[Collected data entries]
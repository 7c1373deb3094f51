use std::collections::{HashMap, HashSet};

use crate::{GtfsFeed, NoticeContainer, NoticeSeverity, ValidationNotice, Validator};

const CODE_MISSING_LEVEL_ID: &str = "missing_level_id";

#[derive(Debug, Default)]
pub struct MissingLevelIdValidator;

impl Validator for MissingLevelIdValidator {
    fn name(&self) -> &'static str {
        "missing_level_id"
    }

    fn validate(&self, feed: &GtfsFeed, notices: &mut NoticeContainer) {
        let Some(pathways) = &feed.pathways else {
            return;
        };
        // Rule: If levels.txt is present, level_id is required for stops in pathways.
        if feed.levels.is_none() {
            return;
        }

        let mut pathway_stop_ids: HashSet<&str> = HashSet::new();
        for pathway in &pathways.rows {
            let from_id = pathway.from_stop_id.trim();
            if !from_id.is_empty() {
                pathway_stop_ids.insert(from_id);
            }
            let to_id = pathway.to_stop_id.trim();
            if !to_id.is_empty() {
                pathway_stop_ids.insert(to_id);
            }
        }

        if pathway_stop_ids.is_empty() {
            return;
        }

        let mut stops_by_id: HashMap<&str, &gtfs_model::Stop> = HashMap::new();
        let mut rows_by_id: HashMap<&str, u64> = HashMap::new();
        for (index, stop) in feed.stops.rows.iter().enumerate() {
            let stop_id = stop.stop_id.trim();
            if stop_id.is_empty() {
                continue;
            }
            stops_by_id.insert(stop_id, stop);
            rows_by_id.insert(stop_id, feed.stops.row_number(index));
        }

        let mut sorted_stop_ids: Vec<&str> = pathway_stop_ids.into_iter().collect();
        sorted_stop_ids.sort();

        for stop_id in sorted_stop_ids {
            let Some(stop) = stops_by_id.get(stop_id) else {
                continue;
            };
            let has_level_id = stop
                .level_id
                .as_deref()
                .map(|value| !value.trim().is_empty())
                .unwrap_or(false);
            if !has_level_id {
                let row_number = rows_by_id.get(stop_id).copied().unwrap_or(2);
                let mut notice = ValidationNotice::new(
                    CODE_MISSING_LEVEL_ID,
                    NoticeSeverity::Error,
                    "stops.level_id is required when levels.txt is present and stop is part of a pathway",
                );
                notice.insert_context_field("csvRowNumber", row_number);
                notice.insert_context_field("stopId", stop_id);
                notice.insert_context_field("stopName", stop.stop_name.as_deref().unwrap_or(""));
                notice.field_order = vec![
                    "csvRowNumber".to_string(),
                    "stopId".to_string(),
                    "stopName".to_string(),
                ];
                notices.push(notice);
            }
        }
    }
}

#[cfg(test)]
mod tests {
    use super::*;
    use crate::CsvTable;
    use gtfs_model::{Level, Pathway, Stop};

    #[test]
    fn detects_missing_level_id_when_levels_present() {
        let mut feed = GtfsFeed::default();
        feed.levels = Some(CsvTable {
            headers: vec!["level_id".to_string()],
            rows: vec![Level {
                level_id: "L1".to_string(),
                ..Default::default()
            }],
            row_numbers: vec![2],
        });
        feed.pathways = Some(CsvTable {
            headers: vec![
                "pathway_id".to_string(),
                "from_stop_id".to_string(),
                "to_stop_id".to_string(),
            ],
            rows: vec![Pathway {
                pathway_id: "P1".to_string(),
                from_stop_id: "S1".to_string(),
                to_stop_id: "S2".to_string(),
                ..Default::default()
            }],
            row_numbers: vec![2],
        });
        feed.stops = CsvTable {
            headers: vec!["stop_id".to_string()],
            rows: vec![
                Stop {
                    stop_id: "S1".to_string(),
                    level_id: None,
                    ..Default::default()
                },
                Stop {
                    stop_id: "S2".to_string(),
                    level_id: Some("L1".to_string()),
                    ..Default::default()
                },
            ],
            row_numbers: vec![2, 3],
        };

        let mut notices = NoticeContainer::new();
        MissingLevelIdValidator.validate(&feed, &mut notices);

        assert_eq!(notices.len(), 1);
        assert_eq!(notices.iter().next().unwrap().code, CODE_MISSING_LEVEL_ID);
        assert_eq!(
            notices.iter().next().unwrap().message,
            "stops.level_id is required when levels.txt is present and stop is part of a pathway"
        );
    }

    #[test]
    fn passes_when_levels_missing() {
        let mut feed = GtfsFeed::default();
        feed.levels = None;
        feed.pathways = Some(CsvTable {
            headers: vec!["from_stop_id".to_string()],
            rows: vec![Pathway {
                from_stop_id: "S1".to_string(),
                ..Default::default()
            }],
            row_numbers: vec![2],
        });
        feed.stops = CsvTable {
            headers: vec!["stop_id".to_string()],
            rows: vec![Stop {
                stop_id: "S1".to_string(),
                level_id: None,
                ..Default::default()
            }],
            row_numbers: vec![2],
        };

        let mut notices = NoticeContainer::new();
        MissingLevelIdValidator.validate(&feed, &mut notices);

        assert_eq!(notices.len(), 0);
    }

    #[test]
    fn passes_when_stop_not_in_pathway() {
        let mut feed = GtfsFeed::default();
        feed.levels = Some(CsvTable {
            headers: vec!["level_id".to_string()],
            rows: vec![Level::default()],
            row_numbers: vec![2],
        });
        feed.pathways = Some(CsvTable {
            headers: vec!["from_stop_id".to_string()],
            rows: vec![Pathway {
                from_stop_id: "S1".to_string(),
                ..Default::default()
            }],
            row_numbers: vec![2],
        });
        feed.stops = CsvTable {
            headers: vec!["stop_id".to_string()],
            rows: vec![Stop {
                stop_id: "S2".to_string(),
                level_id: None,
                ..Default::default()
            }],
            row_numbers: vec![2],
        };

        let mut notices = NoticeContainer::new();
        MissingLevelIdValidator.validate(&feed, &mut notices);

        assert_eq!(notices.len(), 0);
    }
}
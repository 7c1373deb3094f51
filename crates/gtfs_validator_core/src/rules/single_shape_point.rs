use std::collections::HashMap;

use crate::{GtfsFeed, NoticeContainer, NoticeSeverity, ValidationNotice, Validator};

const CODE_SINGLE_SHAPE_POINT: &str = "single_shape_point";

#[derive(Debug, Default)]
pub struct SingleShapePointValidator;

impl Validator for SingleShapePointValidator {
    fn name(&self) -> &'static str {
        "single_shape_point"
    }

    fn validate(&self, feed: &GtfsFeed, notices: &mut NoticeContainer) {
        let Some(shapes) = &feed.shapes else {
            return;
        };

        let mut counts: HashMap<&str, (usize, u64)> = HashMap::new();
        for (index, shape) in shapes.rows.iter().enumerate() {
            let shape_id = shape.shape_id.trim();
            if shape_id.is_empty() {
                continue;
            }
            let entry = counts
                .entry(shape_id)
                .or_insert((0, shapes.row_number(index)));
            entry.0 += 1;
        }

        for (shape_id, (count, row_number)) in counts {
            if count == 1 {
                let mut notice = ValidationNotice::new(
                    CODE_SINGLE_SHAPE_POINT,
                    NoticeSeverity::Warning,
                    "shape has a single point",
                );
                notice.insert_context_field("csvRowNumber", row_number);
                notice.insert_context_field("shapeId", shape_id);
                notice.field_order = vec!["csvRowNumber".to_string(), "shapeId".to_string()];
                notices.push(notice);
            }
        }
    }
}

◆ **ASSIGNMENT**: Each line of the data is to be written out again exactly.

◆ **YOUR RESPONSE**:
repository 7c1373deb3094f51
use std::collections::{HashMap, HashSet};

use crate::{GtfsFeed, NoticeContainer, NoticeSeverity, ValidationNotice, Validator};

const CODE_MISSING_LEVEL_ID: &str = "missing_level_id";

#[derive(Debug, Default)]
pub struct MissingLevelIdValidator;

impl Validator for MissingLevelIdValidator {
    fn name(&self) -> &'static str {
        "missing_level_id"
    }

    fn validate(&self, feed: &GtfsFeed, notices: &mut NoticeContainer) {
        let Some(pathways) = &feed.pathways else {
            return;
        };
        // Rule: If levels.txt is present, level_id is required for stops in pathways.
        if feed.levels.is_none() {
            return;
        }

        let mut pathway_stop_ids: HashSet<&str> = HashSet::new();
        for pathway in &pathways.rows {
            let from_id = pathway.from_stop_id.trim();
            if !from_id.is_empty() {
                pathway_stop_ids.insert(from_id);
            }
            let to_id = pathway.to_stop_id.trim();
            if !to_id.is_empty() {
                pathway_stop_ids.insert(to_id);
            }
        }

        if pathway_stop_ids.is_empty() {
            return;
        }

        let mut stops_by_id: HashMap<&str, &gtfs_model::Stop> = HashMap::new();
        let mut rows_by_id: HashMap<&str, u64> = HashMap::new();
        for (index, stop) in feed.stops.rows.iter().enumerate() {
            let stop_id = stop.stop_id.trim();
            if stop_id.is_empty() {
                continue;
            }
            stops_by_id.insert(stop_id, stop);
            rows_by_id.insert(stop_id, feed.stops.row_number(index));
        }

        let mut sorted_stop_ids: Vec<&str> = pathway_stop_ids.into_iter().collect();
        sorted_stop_ids.sort();

        for stop_id in sorted_stop_ids {
            let Some(stop) = stops_by_id.get(stop_id) else {
                continue;
            };
            let has_level_id = stop
                .level_id
                .as_deref()
                .map(|value| !value.trim().is_empty())
                .unwrap_or(false);
            if !has_level_id {
                let row_number = rows_by_id.get(stop_id).copied().unwrap_or(2);
                let mut notice = ValidationNotice::new(
                    CODE_MISSING_LEVEL_ID,
                    NoticeSeverity::Error,
                    "stops.level_id is required when levels.txt is present and stop is part of a pathway",
                );
                notice.insert_context_field("csvRowNumber", row_number);
                notice.insert_context_field("stopId", stop_id);
                notice.insert_context_field("stopName", stop.stop_name.as_deref().unwrap_or(""));
                notice.field_order = vec![
                    "csvRowNumber".to_string(),
                    "stopId".to_string(),
                    "stopName".to_string(),
                ];
                notices.push(notice);
            }
        }
    }
}

#[cfg(test)]
mod tests {
    use super::*;
    use crate::CsvTable;
    use gtfs_model::{Level, Pathway, Stop};

    #[test]
    fn detects_missing_level_id_when_levels_present() {
        let mut feed = GtfsFeed::default();
        feed.levels = Some(CsvTable {
            headers: vec!["level_id".to_string()],
            rows: vec![Level {
                level_id: "L1".to_string(),
                ..Default::default()
            }],
            row_numbers: vec![2],
        });
        feed.pathways = Some(CsvTable {
            headers: vec![
                "pathway_id".to_string(),
                "from_stop_id".to_string(),
                "to_stop_id".to_string(),
            ],
            rows: vec![Pathway {
                pathway_id: "P1".to_string(),
                from_stop_id: "S1".to_string(),
                to_stop_id: "S2".to_string(),
                ..Default::default()
            }],
            row_numbers: vec![2],
        });
        feed.stops = CsvTable {
            headers: vec!["stop_id".to_string()],
            rows: vec![
                Stop {
                    stop_id: "S1".to_string(),
                    level_id: None,
                    ..Default::default()
                },
                Stop {
                    stop_id: "S2".to_string(),
                    level_id: Some("L1".to_string()),
                    ..Default::default()
                },
            ],
            row_numbers: vec![2, 3],
        };

        let mut notices = NoticeContainer::new();
        MissingLevelIdValidator.validate(&feed, &mut notices);

        assert_eq!(notices.len(), 1);
        assert_eq!(notices.iter().next().unwrap().code, CODE_MISSING_LEVEL_ID);
        assert_eq!(
            notices.iter().next().unwrap().message,
            "stops.level_id is required when levels.txt is present and stop is part of a pathway"
        );
    }

    #[test]
    fn passes_when_levels_missing() {
        let mut feed = GtfsFeed::default();
        feed.levels = None;
        feed.pathways = Some(CsvTable {
            headers: vec!["from_stop_id".to_string()],
            rows: vec![Pathway {
                from_stop_id: "S1".to_string(),
                ..Default::default()
            }],
            row_numbers: vec![2],
        });
        feed.stops = CsvTable {
            headers: vec!["stop_id".to_string()],
            rows: vec![Stop {
                stop_id: "S1".to_string(),
                level_id: None,
                ..Default::default()
            }],
            row_numbers: vec![2],
        };

        let mut notices = NoticeContainer::new();
        MissingLevelIdValidator.validate(&feed, &mut notices);

        assert_eq!(notices.len(), 0);
    }

    #[test]
    fn passes_when_stop_not_in_pathway() {
        let mut feed = GtfsFeed::default();
        feed.levels = Some(CsvTable {
            headers: vec!["level_id".to_string()],
            rows: vec![Level::default()],
            row_numbers: vec![2],
        });
        feed.pathways = Some(CsvTable {
            headers: vec!["from_stop_id".to_string()],
            rows: vec![Pathway {
                from_stop_id: "S1".to_string(),
                ..Default::default()
            }],
            row_numbers: vec![2],
        });
        feed.stops = CsvTable {
            headers: vec!["stop_id".to_string()],
            rows: vec![Stop {
                stop_id: "S2".to_string(),
                level_id: None,
                ..Default::default()
            }],
            row_numbers: vec![2],
        };

        let mut notices = NoticeContainer::new();
        MissingLevelIdValidator.validate(&feed, &mut notices);

        assert_eq!(notices.len(), 0);
    }
}
repository 7c1373deb3094f51
filename crates/gtfs_validator_core/src/rules/single_shape_point.rs
use std::collections::HashMap;

use crate::{GtfsFeed, NoticeContainer, NoticeSeverity, ValidationNotice, Validator};

const CODE_SINGLE_SHAPE_POINT: &str = "single_shape_point";

#[derive(Debug, Default)]
pub struct SingleShapePointValidator;

impl Validator for SingleShapePointValidator {
    fn name(&self) -> &'static str {
        "single_shape_point"
    }

    fn validate(&self, feed: &GtfsFeed, notices: &mut NoticeContainer) {
        let Some(shapes) = &feed.shapes else {
            return;
        };

        let mut counts: HashMap<&str, (usize, u64)> = HashMap::new();
        for (index, shape) in shapes.rows.iter().enumerate() {
            let shape_id = shape.shape_id.trim();
            if shape_id.is_empty() {
                continue;
            }
            let entry = counts
                .entry(shape_id)
                .or_insert((0, shapes.row_number(index)));
            entry.0 += 1;
        }

        for (shape_id, (count, row_number)) in counts {
            if count == 1 {
                let mut notice = ValidationNotice::new(
                    CODE_SINGLE_SHAPE_POINT,
                    NoticeSeverity::Warning,
                    "shape has a single point",
                );
                notice.insert_context_field("csvRowNumber", row_number);
                notice.insert_context_field("shapeId", shape_id);
                notice.field_order = vec!["csvRowNumber".to_string(), "shapeId".to_string()];
                notices.push(notice);
            }
        }
    }
}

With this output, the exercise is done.